Such Remarks Cut Me To The Heart, As If
They Had Been Spoken Of A Brother.
And when they come from the mouth
of an American, the very shade of Lafayette, it would seem, might rise
and say, "_Et tu, Brute!_"
It is true, it is a sarcasm of Voltaire's; but Voltaire, though born a
Frenchman, neither imbodied nor was capable of understanding the true
French ideal. The French _head_ he had, but not the French heart.
And from his bitter judgment we might appeal to a thousand noble
names. The generous Henri IV., the noble Sully, and Bayard the knight
_sans peur et sans reproche_, were these half tiger and half
monkey? Were John Calvin and Fenelon half tiger and half monkey?
Laplace, Geoffroy St. Hilaire, Cuvier, Des Cartes, Malebranche,
Arago - what were they? The tree of history is enriched with no nobler
and fairer boughs and blossoms than have grown from the French stock.

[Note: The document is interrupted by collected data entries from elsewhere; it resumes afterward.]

//! Fixed-window rate limiting.
//!
//! A [`RateLimiter`] picks its backend once, at construction: Redis when a
//! distributed counter is supplied and preferred, in-memory otherwise. Every
//! `limit` call still tries Redis first when it is active and falls back to
//! the in-memory windows if the call errors, so a Redis outage degrades to
//! per-instance limits instead of failing requests.
//!
//! Introspection (`get_status`, `reset`, `would_be_rate_limited`) always reads
//! the in-memory windows.

use async_trait::async_trait;
use axum::http::{HeaderMap, HeaderName, HeaderValue};
use moka::future::Cache;
use redis::aio::ConnectionManager;
use regex::Regex;
use serde::Serialize;
use std::sync::{Arc, Mutex, OnceLock};
use std::time::Duration;

const MEMORY_MAX_KEYS: u64 = 100_000;

#[derive(Debug, thiserror::Error)]
pub enum RateLimitError {
    #[error("invalid rate limit window: {0:?}")]
    InvalidWindow(String),
    #[error("redis error: {0}")]
    Redis(#[from] redis::RedisError),
}

fn window_regex() -> &'static Regex {
    static RE: OnceLock<Regex> = OnceLock::new();
    RE.get_or_init(|| {
        Regex::new(r"^\s*(\d+)\s*(ms|s|m|h|d)\s*$").expect("window regex is valid")
    })
}

/// Parses `"30 s"`, `"1m"`, `"500 ms"`, `"1 h"`, `"7 d"` into milliseconds.
pub fn parse_window_to_ms(window: &str) -> Result<u64, RateLimitError> {
    let invalid = || RateLimitError::InvalidWindow(window.to_string());
    let caps = window_regex().captures(window).ok_or_else(invalid)?;

    let amount: u64 = caps[1].parse().map_err(|_| invalid())?;
    let unit_ms: u64 = match &caps[2] {
        "ms" => 1,
        "s" => 1_000,
        "m" => 60_000,
        "h" => 3_600_000,
        "d" => 86_400_000,
        _ => return Err(invalid()),
    };

    match amount.checked_mul(unit_ms) {
        Some(0) | None => Err(invalid()),
        Some(ms) => Ok(ms),
    }
}

#[derive(Debug, Clone)]
pub struct RateLimitConfig {
    pub prefix: String,
    pub limit: u32,
    pub window_ms: u64,
    pub prefer_redis: bool,
}

impl RateLimitConfig {
    pub fn new(prefix: &str, limit: u32, window: &str) -> Result<Self, RateLimitError> {
        Ok(Self::from_millis(prefix, limit, parse_window_to_ms(window)?))
    }

    pub fn from_millis(prefix: &str, limit: u32, window_ms: u64) -> Self {
        Self {
            prefix: prefix.to_string(),
            limit,
            window_ms: window_ms.max(1),
            prefer_redis: true,
        }
    }

    pub fn prefer_redis(mut self, prefer: bool) -> Self {
        self.prefer_redis = prefer;
        self
    }

    /// General dashboard API traffic: 100 requests per minute.
    pub fn api() -> Self {
        Self::from_millis("ratelimit:api", 100, 60_000)
    }

    /// DNS verification attempts: 5 per hour.
    pub fn domain_verification() -> Self {
        Self::from_millis("ratelimit:domain-verify", 5, 3_600_000)
    }

    /// Billing mutations: 10 per minute.
    pub fn billing() -> Self {
        Self::from_millis("ratelimit:billing", 10, 60_000)
    }
}

#[derive(Debug, Clone, Copy, PartialEq, Eq, Serialize)]
#[serde(rename_all = "lowercase")]
pub enum Backend {
    Redis,
    Memory,
}

#[derive(Debug, Clone, PartialEq, Eq, Serialize)]
#[serde(rename_all = "camelCase")]
pub struct RateLimitResult {
    pub success: bool,
    pub limit: u32,
    pub remaining: u32,
    /// Unix epoch milliseconds at which the current window closes.
    pub reset_ms: i64,
    pub backend: Backend,
}

impl RateLimitResult {
    pub fn retry_after_secs(&self, now_ms: i64) -> u64 {
        let ms = (self.reset_ms - now_ms).max(0) as u64;
        ms.div_ceil(1_000).max(1)
    }
}

#[derive(Debug, Clone, PartialEq, Eq, Serialize)]
#[serde(rename_all = "camelCase")]
pub struct RateLimitStatus {
    pub limit: u32,
    pub remaining: u32,
    pub reset_ms: i64,
    pub blocked: bool,
}

fn now_ms() -> i64 {
    chrono::Utc::now().timestamp_millis()
}

/// Shared counter store (Redis in production).
#[async_trait]
pub trait DistributedCounter: Send + Sync {
    /// Increments `key`, arming a `window_ms` expiry on first hit. Returns the new count.
    async fn increment(&self, key: &str, window_ms: u64) -> Result<u64, RateLimitError>;
}

#[derive(Clone)]
pub struct RedisCounter {
    conn: ConnectionManager,
}

impl RedisCounter {
    pub async fn connect(redis_url: &str) -> Result<Self, RateLimitError> {
        let client = redis::Client::open(redis_url)?;
        let conn = client.get_connection_manager().await?;
        Ok(Self { conn })
    }
}

#[async_trait]
impl DistributedCounter for RedisCounter {
    async fn increment(&self, key: &str, window_ms: u64) -> Result<u64, RateLimitError> {
        let mut conn = self.conn.clone();
        let (count, ttl): (u64, i64) = redis::pipe()
            .atomic()
            .incr(key, 1)
            .pttl(key)
            .query_async(&mut conn)
            .await?;

        if ttl < 0 {
            let _: () = redis::cmd("PEXPIRE")
                .arg(key)
                .arg(window_ms)
                .query_async(&mut conn)
                .await?;
        }
        Ok(count)
    }
}

#[derive(Debug, Clone, Copy)]
struct Window {
    count: u32,
    reset_at_ms: i64,
}

/// Process-local fixed windows. Entries expire from the cache one window
/// after they are created.
#[derive(Clone)]
pub struct MemoryRateLimiter {
    limit: u32,
    window_ms: u64,
    windows: Cache<String, Arc<Mutex<Window>>>,
}

impl MemoryRateLimiter {
    pub fn new(limit: u32, window_ms: u64) -> Self {
        Self {
            limit,
            window_ms,
            windows: Cache::builder()
                .time_to_live(Duration::from_millis(window_ms))
                .max_capacity(MEMORY_MAX_KEYS)
                .build(),
        }
    }

    pub async fn limit(&self, key: &str) -> RateLimitResult {
        let now = now_ms();
        let window_ms = self.window_ms as i64;
        let slot = self
            .windows
            .get_with(key.to_string(), async move {
                Arc::new(Mutex::new(Window {
                    count: 0,
                    reset_at_ms: now + window_ms,
                }))
            })
            .await;

        let mut window = slot.lock().unwrap_or_else(|e| e.into_inner());
        if now >= window.reset_at_ms {
            window.count = 0;
            window.reset_at_ms = now + window_ms;
        }

        let success = window.count < self.limit;
        if success {
            window.count += 1;
        }

        RateLimitResult {
            success,
            limit: self.limit,
            remaining: self.limit.saturating_sub(window.count),
            reset_ms: window.reset_at_ms,
            backend: Backend::Memory,
        }
    }

    pub async fn get_status(&self, key: &str) -> RateLimitStatus {
        let now = now_ms();
        let current = match self.windows.get(key).await {
            Some(slot) => {
                let window = *slot.lock().unwrap_or_else(|e| e.into_inner());
                (now < window.reset_at_ms).then_some(window)
            }
            None => None,
        };

        match current {
            Some(window) => {
                let remaining = self.limit.saturating_sub(window.count);
                RateLimitStatus {
                    limit: self.limit,
                    remaining,
                    reset_ms: window.reset_at_ms,
                    blocked: remaining == 0,
                }
            }
            None => RateLimitStatus {
                limit: self.limit,
                remaining: self.limit,
                reset_ms: now + self.window_ms as i64,
                blocked: self.limit == 0,
            },
        }
    }

    pub async fn reset(&self, key: &str) {
        self.windows.invalidate(key).await;
    }
}

pub struct RateLimiter {
    config: RateLimitConfig,
    backend: Backend,
    redis: Option<Arc<dyn DistributedCounter>>,
    memory: MemoryRateLimiter,
}

impl RateLimiter {
    pub fn new(config: RateLimitConfig, redis: Option<Arc<dyn DistributedCounter>>) -> Self {
        let redis = redis.filter(|_| config.prefer_redis);
        let backend = if redis.is_some() {
            Backend::Redis
        } else {
            Backend::Memory
        };
        tracing::debug!("Rate limiter '{}' using {:?} backend", config.prefix, backend);

        Self {
            memory: MemoryRateLimiter::new(config.limit, config.window_ms),
            config,
            backend,
            redis,
        }
    }

    pub fn memory_only(config: RateLimitConfig) -> Self {
        Self::new(config, None)
    }

    pub fn backend(&self) -> Backend {
        self.backend
    }

    pub fn config(&self) -> &RateLimitConfig {
        &self.config
    }

    fn key(&self, identifier: &str) -> String {
        format!("{}:{}", self.config.prefix, identifier)
    }

    /// Consumes one request for `identifier`.
    pub async fn limit(&self, identifier: &str) -> RateLimitResult {
        let key = self.key(identifier);

        if let Some(ref redis) = self.redis {
            match self.limit_redis(redis.as_ref(), &key).await {
                Ok(result) => return result,
                Err(e) => {
                    tracing::warn!(
                        "Redis rate limit failed for '{}', falling back to memory: {}",
                        self.config.prefix,
                        e
                    );
                }
            }
        }

        self.memory.limit(&key).await
    }

    async fn limit_redis(
        &self,
        redis: &dyn DistributedCounter,
        key: &str,
    ) -> Result<RateLimitResult, RateLimitError> {
        let window_ms = self.config.window_ms as i64;
        let window_index = now_ms() / window_ms;
        let window_key = format!("{}:{}", key, window_index);

        let count = redis.increment(&window_key, self.config.window_ms).await?;
        let limit = self.config.limit;

        Ok(RateLimitResult {
            success: count <= u64::from(limit),
            limit,
            remaining: u64::from(limit).saturating_sub(count) as u32,
            reset_ms: (window_index + 1) * window_ms,
            backend: Backend::Redis,
        })
    }

    pub async fn get_status(&self, identifier: &str) -> RateLimitStatus {
        self.memory.get_status(&self.key(identifier)).await
    }

    pub async fn reset(&self, identifier: &str) {
        self.memory.reset(&self.key(identifier)).await
    }

    /// True when the next request from `identifier` would be denied. Does not consume.
    pub async fn would_be_rate_limited(&self, identifier: &str) -> bool {
        self.get_status(identifier).await.blocked
    }
}

/// Standard `X-RateLimit-*` response headers. Reset is in epoch seconds.
pub fn rate_limit_headers(result: &RateLimitResult) -> HeaderMap {
    let mut headers = HeaderMap::new();
    let pairs = [
        ("x-ratelimit-limit", result.limit.to_string()),
        ("x-ratelimit-remaining", result.remaining.to_string()),
        ("x-ratelimit-reset", (result.reset_ms / 1_000).to_string()),
    ];
    for (name, value) in pairs {
        if let Ok(value) = HeaderValue::from_str(&value) {
            headers.insert(HeaderName::from_static(name), value);
        }
    }
    headers
}
use async_trait::async_trait;
use moka::future::Cache;
use serde::Deserialize;
use std::time::Duration;

const TXT_RECORD_TYPE: u16 = 16;
const NXDOMAIN: u32 = 3;

#[derive(Debug, Clone, PartialEq, Eq, thiserror::Error)]
#[error("DNS lookup failed: {0}")]
pub struct DnsError(pub String);

/// TXT record lookup used for domain-ownership checks.
#[async_trait]
pub trait TxtResolver: Send + Sync {
    /// TXT values for `domain`. A domain without records yields an empty list.
    async fn lookup_txt(&self, domain: &str) -> Result<Vec<String>, DnsError>;

    /// Drops any cached answer for `domain` so the next lookup asks DNS again.
    async fn invalidate(&self, _domain: &str) {}
}

#[derive(Debug, Deserialize)]
struct DohAnswer {
    #[serde(rename = "type")]
    record_type: u16,
    data: String,
}

#[derive(Debug, Deserialize)]
struct DohResponse {
    #[serde(rename = "Status")]
    status: u32,
    #[serde(rename = "Answer", default)]
    answer: Vec<DohAnswer>,
}

/// Joins the quoted character-strings of one TXT answer: `"a" "b"` -> `ab`.
pub fn unquote_txt(data: &str) -> String {
    if !data.contains('"') {
        return data.to_string();
    }
    data.split('"')
        .enumerate()
        .filter(|(i, _)| i % 2 == 1)
        .map(|(_, part)| part)
        .collect()
}

/// DNS-over-HTTPS JSON client (Cloudflare / Google compatible).
///
/// Non-empty answers are cached for 60 seconds so repeated "Verify" clicks do
/// not hammer the resolver. Empty answers are never cached: the record is
/// usually published right after the first miss.
#[derive(Clone)]
pub struct DohTxtResolver {
    client: reqwest::Client,
    endpoint: String,
    cache: Cache<String, Vec<String>>,
}

impl DohTxtResolver {
    pub fn new(endpoint: String) -> Result<Self, DnsError> {
        let client = reqwest::Client::builder()
            .timeout(Duration::from_secs(5))
            .build()
            .map_err(|e| DnsError(format!("Failed to create DNS client: {}", e)))?;

        Ok(Self {
            client,
            endpoint,
            cache: Cache::builder()
                .time_to_live(Duration::from_secs(60))
                .max_capacity(10_000)
                .build(),
        })
    }

    async fn query(&self, domain: &str) -> Result<Vec<String>, DnsError> {
        let response = self
            .client
            .get(&self.endpoint)
            .query(&[("name", domain), ("type", "TXT")])
            .header("accept", "application/dns-json")
            .send()
            .await
            .map_err(|e| DnsError(format!("resolver request failed: {}", e)))?;

        if !response.status().is_success() {
            return Err(DnsError(format!(
                "resolver returned {}",
                response.status()
            )));
        }

        let body: DohResponse = response
            .json()
            .await
            .map_err(|e| DnsError(format!("invalid resolver response: {}", e)))?;

        match body.status {
            0 => Ok(body
                .answer
                .into_iter()
                .filter(|a| a.record_type == TXT_RECORD_TYPE)
                .map(|a| unquote_txt(&a.data))
                .collect()),
            NXDOMAIN => Ok(Vec::new()),
            rcode => Err(DnsError(format!("resolver rcode {}", rcode))),
        }
    }
}

#[async_trait]
impl TxtResolver for DohTxtResolver {
    async fn lookup_txt(&self, domain: &str) -> Result<Vec<String>, DnsError> {
        let key = domain.to_lowercase();
        if let Some(cached) = self.cache.get(&key).await {
            tracing::debug!("TXT cache HIT for {}", key);
            return Ok(cached);
        }

        let records = self.query(&key).await?;
        tracing::debug!("TXT lookup for {} returned {} records", key, records.len());
        if !records.is_empty() {
            self.cache.insert(key, records.clone()).await;
        }
        Ok(records)
    }

    async fn invalidate(&self, domain: &str) {
        self.cache.invalidate(&domain.to_lowercase()).await;
    }
}

#[cfg(test)]
mod tests {
    use super::*;

    #[test]
    fn test_unquote_single_and_split_strings() {
        assert_eq!(unquote_txt("\"profile-verification=abc\""), "profile-verification=abc");
        assert_eq!(unquote_txt("\"v=spf1 \" \"-all\""), "v=spf1 -all");
        assert_eq!(unquote_txt("bare-value"), "bare-value");
    }
}
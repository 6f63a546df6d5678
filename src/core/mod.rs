// Domain-layer modules and shared errors/models
pub mod fit_score {
    pub use crate::fit_score::*;
}

pub mod fit_score_service {
    pub use crate::fit_score_service::*;
}

pub mod plan_change {
    pub use crate::plan_change::*;
}

pub mod rate_limit {
    pub use crate::rate_limit::*;
}

pub mod social_links {
    pub use crate::social_links::*;
}

pub mod tipping {
    pub use crate::tipping::*;
}

pub mod pixels {
    pub use crate::pixels::*;
}

pub mod models {
    pub use crate::models::*;
}

pub mod errors {
    pub use crate::errors::*;
}
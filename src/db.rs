use sqlx::{postgres::PgPoolOptions, PgPool};
use std::time::Duration;

pub struct Database {
    pub pool: PgPool,
}

impl Database {
    pub async fn new(database_url: &str) -> anyhow::Result<Self> {
        Self::with_max_connections(database_url, 10).await
    }

    /// Pool sized for one-shot jobs (cron recompute) or the long-running server.
    pub async fn with_max_connections(
        database_url: &str,
        max_connections: u32,
    ) -> anyhow::Result<Self> {
        let pool = PgPoolOptions::new()
            .max_connections(max_connections)
            .acquire_timeout(Duration::from_secs(10))
            .connect(database_url)
            .await?;

        sqlx::query("SELECT 1").execute(&pool).await?;

        Ok(Self { pool })
    }
}
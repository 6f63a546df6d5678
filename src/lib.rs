//! Creator Profile API Library
//!
//! Backend services for the creator dashboard: fit scoring for unclaimed
//! profiles, request rate limiting, subscription plan changes, tipping
//! handles, social links with domain verification, and ad-pixel settings.
//!
//! # Modules
//!
//! - `api`: HTTP layer.
//! - `core`: Domain logic, shared errors and models.
//! - `data`: Data access layer.
//! - `integrations`: External service clients.
//! - `obs`: Tracing setup and error reporting.
//! - `billing_client`: Billing provider client (Stripe).
//! - `config`: Configuration management.
//! - `db`: Database connection and pool management.
//! - `db_storage`: Postgres repositories.
//! - `dns_client`: DNS-over-HTTPS TXT lookups.
//! - `errors`: Error handling types.
//! - `fit_score`: Fit-score calculation.
//! - `fit_score_service`: Fit-score persistence and batch jobs.
//! - `handlers`: HTTP request handlers.
//! - `models`: Core data models.
//! - `pixels`: Ad-pixel settings validation.
//! - `plan_change`: Plan upgrade/downgrade flow.
//! - `rate_limit`: Fixed-window rate limiter with Redis and in-memory backends.
//! - `routes`: HTTP route table and middleware stack.
//! - `social_links`: Social links and domain verification.
//! - `tipping`: Tipping handle validation.

pub mod api;
pub mod core;
pub mod data;
pub mod integrations;
pub mod obs;

// Re-export primary modules for shared use in tests and other binaries
pub mod billing_client;
pub mod config;
pub mod db;
pub mod db_storage;
pub mod dns_client;
pub mod errors;
pub mod fit_score;
pub mod fit_score_service;
pub mod handlers;
pub mod models;
pub mod pixels;
pub mod plan_change;
pub mod rate_limit;
pub mod routes;
pub mod social_links;
pub mod tipping;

It seems a most mysterious providence that some nations, without being
wickeder than others, should have a more unfortunate and disastrous
history.
The woes of France have sprung from the fact that a Jezebel de Medici
succeeded in exterminating from the nation that portion of the people
corresponding to the Puritans of Scotland, England, and Germany. The
series of persecutions which culminated in the massacre of St.
Bartholomew, and ended with the dragonades under Louis XIV., drained
France of her lifeblood. Other nations have profited by the treasures
then cast out of her, and she has remained poor for want of them.